«Non mi piace quello che ti ricorda che sei uno straniero, un estraneo».
Bernard-marie Koltès inizia a tracciare così, sin dalle prime pagine de "La notte poco prima della foresta" (t.o. "La nuit juste avant les forêts", scritto nel 1976 e messo in scena per la prima volta al Festival Off di Avignone nel luglio del 1977 ndr), la condizione di forestiero rispetto a se stesso e al mondo "altro". A vent'anni dalla sua morte, il regista colombiano Juan Diego Puerta Lopez sposa il progetto di Nuovo Teatro scegliendo di allestire uno dei monologhi più rappresentativi della drammaturgia contemporanea.
Nel solco dei suoi punti di riferimento – i poeti simbolisti C. Baudelaire ed in particolare A. Rimbaud – Koltès dà vita ad uno stile costruito sull'accumulo di immagini ora ellittiche ora metaforiche di uno status esistenziale dell'uomo. Il protagonista, interpretato da Claudio Santamaria, non ha nome, la sua identità è connotata proprio dall'essere uno e al tempo stesso lostraniero, il quale, con un fiume in piena di parole urlate e bisbigliate, tratteggia la solitudine rivolgendosi al «compagno» (non presente in scena ndr) abbordato all'«angolo della strada». In un monologo lungo 80 minuti, pulsante di visioni realistiche e di utopie - com'è l'idea di un «sindacato su scala internazionale», ripercorre i suoi incontri con gli odiati francesi, con la donna – le ferite di madre e l'amata del ponte presentatasi come «mama» - fino al momento dell'abbandono autodistruttivo.

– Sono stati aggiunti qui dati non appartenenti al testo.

//! # Attribute Filter
//!
//! Computes the largest subset of a submitted attribute tree that the caller
//! may assign, given a fieldset for the root entity type.
//!
//! ## Per-key decision
//!
//! At every level the whitelist in force is the explicit spec for that level
//! merged with the entity type's always-accessible names (or, below a `"all"`
//! grant, every own attribute of the type plus `_delete`). For each submitted
//! key:
//!
//! 1. A parenthesized suffix (`born_on(1i)`) is ignored for the lookup but kept
//!    in the output key.
//! 2. The key is admitted when it is whitelisted or is a numeric row index, and
//!    is not in the type's protected set. Below the root, `id` is always
//!    admitted so existing rows can be addressed.
//! 3. Scalars are kept as-is. Maps and lists recurse:
//!
//! | Key / grant | Nested payload filtered with |
//! |-------------|------------------------------|
//! | association + `AllowAll` | every own attribute of the target type |
//! | association + `Allowed` | the target type's fieldset of the same name, else nothing |
//! | `id` | kept verbatim |
//! | numeric index | the same spec and type as the current level |
//! | association + nested spec | that spec, against the target type |
//! | unresolved association | dropped entirely (warning reported) |
//! | plain key | the nested spec if any, else nothing, against the same type |
//!
//! Nesting is capped by [`FilterOptions::max_depth`]; exceeding it fails the
//! whole call with [`GuardError::DepthExceeded`] and no partial result.

use crate::attributes::{AttrMap, AttrValue, EffectiveWhitelist, WhitelistEntry, WhitelistSpec};
use crate::error::{GuardError, Result};
use crate::policy::{FieldsetSelector, PolicyRegistry};
use crate::report::{FilterWarning, RemovalReporter};
use crate::schema::{EntityTypeDescriptor, SchemaProvider, PRIMARY_KEY};
use std::collections::BTreeSet;
use tracing::{debug, debug_span};

/// Default cap on nested levels below the root payload.
pub const DEFAULT_MAX_DEPTH: usize = 20;

const ASSOCIATION_SUFFIX: &str = "_attributes";

#[derive(Debug, Clone, Copy, PartialEq, Eq)]
pub struct FilterOptions {
    /// Deepest nest level a payload may reach (the root is level 0).
    pub max_depth: usize,

    /// Drop collection elements that are neither maps nor scalars instead of
    /// passing them through.
    pub strict_collections: bool,
}

impl Default for FilterOptions {
    fn default() -> Self {
        Self {
            max_depth: DEFAULT_MAX_DEPTH,
            strict_collections: false,
        }
    }
}

impl FilterOptions {
    pub fn max_depth(mut self, max_depth: usize) -> Self {
        self.max_depth = max_depth;
        self
    }

    pub fn strict_collections(mut self, strict: bool) -> Self {
        self.strict_collections = strict;
        self
    }
}

/// A key that was dropped, addressed by its dotted path from the root.
#[derive(Debug, Clone, PartialEq, Eq)]
pub struct Rejection {
    pub entity_type: String,
    pub path: String,
}

/// Result of a filter call.
#[derive(Debug, Clone, PartialEq)]
pub struct Filtered {
    /// The safe payload, in submitted order.
    pub attributes: AttrMap,
    /// Everything that was dropped, in encounter order.
    pub rejected: Vec<Rejection>,
}

impl Filtered {
    pub fn rejected_paths(&self) -> Vec<&str> {
        self.rejected.iter().map(|r| r.path.as_str()).collect()
    }

    /// Whether nothing was dropped.
    pub fn is_clean(&self) -> bool {
        self.rejected.is_empty()
    }

    pub fn into_value(self) -> AttrValue {
        AttrValue::Map(self.attributes)
    }
}

/// The recursive filter, bound to a registry, a schema and a reporter.
///
/// Holds only shared references, so one filter (or many) can run on any
/// number of threads once the registry and schema are populated.
pub struct AttributeFilter<'a, S: ?Sized, R: ?Sized> {
    registry: &'a PolicyRegistry,
    schema: &'a S,
    reporter: &'a R,
    options: FilterOptions,
}

impl<'a, S, R> AttributeFilter<'a, S, R>
where
    S: SchemaProvider + ?Sized,
    R: RemovalReporter + ?Sized,
{
    pub fn new(registry: &'a PolicyRegistry, schema: &'a S, reporter: &'a R) -> Self {
        Self {
            registry,
            schema,
            reporter,
            options: FilterOptions::default(),
        }
    }

    pub fn with_options(mut self, options: FilterOptions) -> Self {
        self.options = options;
        self
    }

    pub fn options(&self) -> FilterOptions {
        self.options
    }

    /// Filter `payload` for `entity` under `fieldset`.
    ///
    /// An unknown fieldset name filters against an empty whitelist and is
    /// reported as a warning. Warnings and rejected keys reach the reporter
    /// only when the call succeeds, warnings first; a failed call reports
    /// nothing.
    pub fn filter(
        &self,
        payload: &AttrValue,
        fieldset: &FieldsetSelector,
        entity: &EntityTypeDescriptor,
    ) -> Result<Filtered> {
        let AttrValue::Map(submitted) = payload else {
            return Err(GuardError::MalformedPayload(format!(
                "expected a map of attributes, got {}",
                payload.kind()
            )));
        };

        let _span = debug_span!("filter", entity_type = entity.name()).entered();

        let mut warnings = Vec::new();
        let (spec, active_fieldset) = match fieldset {
            FieldsetSelector::Named(name) => match self.registry.resolve(entity.name(), name) {
                Some(spec) => (spec, Some(name.as_str())),
                None => {
                    warnings.push(FilterWarning::UnknownFieldset {
                        entity_type: entity.name().to_string(),
                        fieldset: name.clone(),
                    });
                    (WhitelistSpec::empty(), None)
                }
            },
            FieldsetSelector::Literal(spec) => (spec, None),
        };

        let mut walk = Walk {
            registry: self.registry,
            schema: self.schema,
            options: self.options,
            fieldset: active_fieldset,
            rejected: Vec::new(),
            reports: Vec::new(),
            warnings,
        };
        let root = Level {
            spec: LevelSpec::Explicit(spec),
            entity,
            depth: 0,
        };
        let attributes = walk.filter_map(submitted, root, "")?;

        for warning in &walk.warnings {
            self.reporter.report_warning(warning);
        }
        for (entity_type, keys) in &walk.reports {
            self.reporter.report_rejected(entity_type, keys);
        }

        Ok(Filtered {
            attributes,
            rejected: walk.rejected,
        })
    }
}

/// The explicit spec in force at a level.
#[derive(Debug, Clone, Copy)]
enum LevelSpec<'w> {
    Explicit(&'w WhitelistSpec),
    /// Inside an `"all"` grant.
    AllAttributes,
}

#[derive(Debug, Clone, Copy)]
struct Level<'w> {
    spec: LevelSpec<'w>,
    entity: &'w EntityTypeDescriptor,
    depth: usize,
}

impl<'w> Level<'w> {
    fn descend(self, spec: LevelSpec<'w>, entity: &'w EntityTypeDescriptor) -> Self {
        Level {
            spec,
            entity,
            depth: self.depth + 1,
        }
    }
}

/// An admitted key whose value needs recursion.
struct Slot<'s, 'w> {
    key: &'s str,
    name: &'s str,
    entry: Option<&'w WhitelistEntry>,
    level: Level<'w>,
}

/// State of one filter call.
struct Walk<'w, S: ?Sized> {
    registry: &'w PolicyRegistry,
    schema: &'w S,
    options: FilterOptions,
    /// Fieldset name threaded down to bare association grants.
    fieldset: Option<&'w str>,
    rejected: Vec<Rejection>,
    reports: Vec<(&'w str, BTreeSet<String>)>,
    warnings: Vec<FilterWarning>,
}

impl<'w, S> Walk<'w, S>
where
    S: SchemaProvider + ?Sized,
{
    /// Buffer a warning; an identical one is only kept once per call, so an
    /// unresolved association in the array form warns once, not per row.
    fn warn(&mut self, warning: FilterWarning) {
        if !self.warnings.contains(&warning) {
            self.warnings.push(warning);
        }
    }

    fn filter_map(&mut self, submitted: &AttrMap, level: Level<'w>, path: &str) -> Result<AttrMap> {
        if level.depth > self.options.max_depth {
            return Err(GuardError::DepthExceeded {
                max: self.options.max_depth,
                actual: level.depth,
            });
        }

        let entity = level.entity;
        let whitelist = match level.spec {
            LevelSpec::Explicit(spec) => EffectiveWhitelist::merged(spec, entity.accessible()),
            LevelSpec::AllAttributes => EffectiveWhitelist::all_attributes(entity.attributes()),
        };

        let mut kept = AttrMap::with_capacity(submitted.len());
        let mut rejected = BTreeSet::new();

        for (key, value) in submitted {
            let name = authorization_name(key);
            let entry = whitelist.get(name);
            let key_path = join_path(path, key);

            let admitted = ((entry.is_some() || is_index_key(key)) && !entity.is_protected(name))
                || (level.depth > 0 && key == PRIMARY_KEY);
            if !admitted {
                debug!(
                    entity_type = entity.name(),
                    key = %key,
                    allowed = ?whitelist.names(),
                    "not updating attribute; not in allowed set"
                );
                self.rejected.push(Rejection {
                    entity_type: entity.name().to_string(),
                    path: key_path,
                });
                rejected.insert(key.clone());
                continue;
            }

            let slot = Slot {
                key,
                name,
                entry,
                level,
            };
            let filtered = match value {
                AttrValue::Map(map) => self.filter_nested(&slot, map, &key_path)?,
                AttrValue::List(items) => self.filter_collection(&slot, items, &key_path)?,
                leaf => leaf.clone(),
            };
            kept.insert(key.as_str(), filtered);
        }

        if !rejected.is_empty() {
            self.reports.push((entity.name(), rejected));
        }
        Ok(kept)
    }

    fn filter_nested(&mut self, slot: &Slot<'_, 'w>, map: &AttrMap, path: &str) -> Result<AttrValue> {
        let schema = self.schema;
        let registry = self.registry;
        let level = slot.level;
        let association = association_name(slot.name);
        let target = association.and_then(|name| schema.resolve(level.entity, name));

        let next = match (slot.entry, target) {
            (Some(WhitelistEntry::AllowAll), Some(target)) => {
                level.descend(LevelSpec::AllAttributes, target)
            }
            (Some(WhitelistEntry::Allowed), Some(target)) => {
                // Nested permission is not inherited: the target type must
                // opt in with a fieldset of the same name.
                let spec = self
                    .fieldset
                    .and_then(|fieldset| registry.resolve(target.name(), fieldset))
                    .unwrap_or(WhitelistSpec::empty());
                level.descend(LevelSpec::Explicit(spec), target)
            }
            _ if slot.key == PRIMARY_KEY => return Ok(AttrValue::Map(map.clone())),
            _ if is_index_key(slot.key) => level.descend(level.spec, level.entity),
            (entry, Some(target)) => level.descend(nested_or_empty(entry), target),
            (entry, None) => match association {
                Some(association) => {
                    self.warn(FilterWarning::AssociationUnresolved {
                        entity_type: level.entity.name().to_string(),
                        association: association.to_string(),
                    });
                    self.drop_all(level.entity, map, path);
                    return Ok(AttrValue::Map(AttrMap::new()));
                }
                None => level.descend(nested_or_empty(entry), level.entity),
            },
        };

        self.filter_map(map, next, path).map(AttrValue::Map)
    }

    fn drop_all(&mut self, entity: &'w EntityTypeDescriptor, map: &AttrMap, path: &str) {
        let mut dropped = BTreeSet::new();
        for key in map.keys() {
            self.rejected.push(Rejection {
                entity_type: entity.name().to_string(),
                path: join_path(path, key),
            });
            dropped.insert(key.to_string());
        }
        if !dropped.is_empty() {
            self.reports.push((entity.name(), dropped));
        }
    }

    fn filter_collection(
        &mut self,
        slot: &Slot<'_, 'w>,
        items: &[AttrValue],
        path: &str,
    ) -> Result<AttrValue> {
        let mut kept = Vec::with_capacity(items.len());
        for (index, item) in items.iter().enumerate() {
            match item {
                AttrValue::Map(map) => {
                    let item_path = join_path(path, &index.to_string());
                    kept.push(self.filter_nested(slot, map, &item_path)?);
                }
                AttrValue::List(_) => {
                    let passed_through = !self.options.strict_collections;
                    self.warn(FilterWarning::MalformedCollectionElement {
                        entity_type: slot.level.entity.name().to_string(),
                        key: slot.key.to_string(),
                        index,
                        passed_through,
                    });
                    if passed_through {
                        kept.push(item.clone());
                    } else {
                        self.rejected.push(Rejection {
                            entity_type: slot.level.entity.name().to_string(),
                            path: join_path(path, &index.to_string()),
                        });
                    }
                }
                leaf => kept.push(leaf.clone()),
            }
        }
        Ok(AttrValue::List(kept))
    }
}

fn nested_or_empty(entry: Option<&WhitelistEntry>) -> LevelSpec<'_> {
    LevelSpec::Explicit(
        entry
            .and_then(WhitelistEntry::nested_spec)
            .unwrap_or(WhitelistSpec::empty()),
    )
}

/// Key name used for whitelist lookup: everything from the first `(` is
/// dropped when something follows it (`born_on(1i)` -> `born_on`).
pub fn authorization_name(key: &str) -> &str {
    match key.find('(') {
        Some(open) if open + 1 < key.len() => &key[..open],
        _ => key,
    }
}

/// Association addressed by a `<name>_attributes` key.
pub fn association_name(name: &str) -> Option<&str> {
    name.strip_suffix(ASSOCIATION_SUFFIX)
        .filter(|association| !association.is_empty())
}

/// Numeric keys index sibling rows of a to-many collection form.
pub fn is_index_key(key: &str) -> bool {
    !key.is_empty() && key.bytes().all(|b| b.is_ascii_digit())
}

fn join_path(prefix: &str, key: &str) -> String {
    if prefix.is_empty() {
        key.to_string()
    } else {
        format!("{}.{}", prefix, key)
    }
}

"La notte poco prima della foresta" mette in atto uno dei tòpos letterari di Koltès, la foresta, il cui fascino misterioso-minaccioso è reso ancor più forte dalla notte. L'autore francese vive il teatro, in quanto porzione di vita, come l'unico luogo in cui la cruda realtà può abitare e l'opera installativa (resti di costruzioni, macerie polverizzate, pozzo bidonale) di Loredana Longo simbolizza il deserto sociale ed interiore. Si tratta di una scelta registica ben precisa tesa a creare un paesaggio più mentale ed organico piuttosto che un ambiente concreto (il testo allude ad una strada ndr) a cui corrisponde una recitazione fisica in cui l'attore passa dall'essere curvato dal dolore allo sfogo dirompente. Questi interpreta il flusso di pensieri senza punti fermi e a capo con un ritmo ossessivo nella sua monotonia - volutamente ricercato dal drammaturgo - suonando, però, con meno intensità il contrappunto di esclamazioni ed interiezioni e trasmettendo una lettura personale che sembra sfoci in soliloquio. Gocce di pioggia (installazione sonora di Giuliano Lombardo) cadenzano il viaggio nell'universo di/da straniero, un heart of darkness nei meandri del diverso dove, proprio grazie alle ombre della notte, l'uomo non visto è libero di poter aprire bocca senza l'ansia di imboscarsi o di essere «esecutore» di ciò che ordina il «clan segreto». Un lessico prorompente fila le fibre di un'anima in fuga; corre («se almeno sapessimo dove andare») lo straniero, guidato da moti trasgressivi in risposta ad una società omologata in cui l'unica arma è la difesa.
Koltès compone una partitura dell'incomunicabilità assurgendo a poeta delle periferie presenti e vate di quelle future. Proprio per questa sua peculiarità stilistica e linguistica, bisogna riconoscere il coraggio della produzione e degli artisti nel decidere di mettere in scena uno spettacolo a cui il pubblico italiano è abituato. Santamaria dimostra una bella energia ed impegno nell'affrontarlo, ponendosi in una posizione di work in progress costante, che ci auguriamo possa riuscire a fargli incontrare sempre più le impervie note koltesiane.
Forse dopo il diluvio, un soffio di vento lirico (merito anche delle musiche originali di Giuliano Sangiorgi) può portare via verso il notturno, dove non c'è fine n'è inizio. Descritta l'aridità più profonda, Koltès provoca ognuno di noi, chiedendoci se abbeverarci – e di cosa – o lasciare la presa. «[..] io cercavo qualcosa che fosse come un angelo in mezzo a questo macello».